▶ TO DO
Only the number is wanted: tally the lines below that contain the word "Force".

THE DATA Block Start

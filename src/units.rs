//! Concentration and amount conversions for nucleic-acid libraries.
//!
//! All conversions assume double-stranded material at the average molar
//! mass of 660 g/mol per base pair. These functions are the complete
//! allow-list callable from UDF formulas; nothing else is evaluated.

use crate::errors::{Error, Result};

/// Average molar mass of one double-stranded base pair, g/mol.
pub const BP_MOLAR_MASS: f64 = 660.0;

/// ng/ul → nM, given the fragment size in bp.
pub fn ng_ul_to_nm(conc: f64, size_bp: f64) -> f64 {
    conc / (size_bp * BP_MOLAR_MASS) * 1e6
}

/// nM → ng/ul, given the fragment size in bp.
pub fn nm_to_ng_ul(conc: f64, size_bp: f64) -> f64 {
    conc * size_bp * BP_MOLAR_MASS / 1e6
}

/// ng → fmol, given the fragment size in bp.
pub fn ng_to_fmol(ng: f64, size_bp: f64) -> f64 {
    ng / (size_bp * BP_MOLAR_MASS) * 1e6
}

/// fmol → ng, given the fragment size in bp.
pub fn fmol_to_ng(fmol: f64, size_bp: f64) -> f64 {
    fmol * size_bp * BP_MOLAR_MASS / 1e6
}

/// Force a concentration to be in ng/ul.
///
/// `size_bp` is only required when the value actually needs converting.
/// An unrecognized unit string is a fatal input error, not a skip.
pub fn ng_ul(conc: f64, conc_units: &str, size_bp: Option<f64>) -> Result<f64> {
    match conc_units {
        "ng/ul" => Ok(conc),
        "nM" => {
            let size = size_bp.ok_or(Error::MissingSize)?;
            Ok(nm_to_ng_ul(conc, size))
        }
        other => Err(Error::UnknownUnits(other.to_string())),
    }
}

/// Force a concentration to be in nM.
pub fn nm(conc: f64, conc_units: &str, size_bp: Option<f64>) -> Result<f64> {
    match conc_units {
        "nM" => Ok(conc),
        "ng/ul" => {
            let size = size_bp.ok_or(Error::MissingSize)?;
            Ok(ng_ul_to_nm(conc, size))
        }
        other => Err(Error::UnknownUnits(other.to_string())),
    }
}

#[cfg(test)]
mod tests {
    use super::*;

    #[test]
    fn mass_and_molar_conversions_invert() {
        let nm_val = ng_ul_to_nm(10.0, 300.0);
        assert!((nm_to_ng_ul(nm_val, 300.0) - 10.0).abs() < 1e-9);
        let fmol = ng_to_fmol(50.0, 300.0);
        assert!((fmol_to_ng(fmol, 300.0) - 50.0).abs() < 1e-9);
    }

    #[test]
    fn coercion_is_identity_for_matching_units() {
        assert_eq!(ng_ul(10.0, "ng/ul", None).unwrap(), 10.0);
        assert_eq!(nm(25.0, "nM", None).unwrap(), 25.0);
    }

    #[test]
    fn conversion_without_size_fails() {
        assert!(matches!(
            ng_ul(10.0, "nM", None).unwrap_err(),
            Error::MissingSize
        ));
    }

    #[test]
    fn unknown_units_are_fatal() {
        assert!(matches!(
            nm(10.0, "pg/ml", Some(300.0)).unwrap_err(),
            Error::UnknownUnits(_)
        ));
    }
}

THE DATA Block End

▶ RESPONSE
2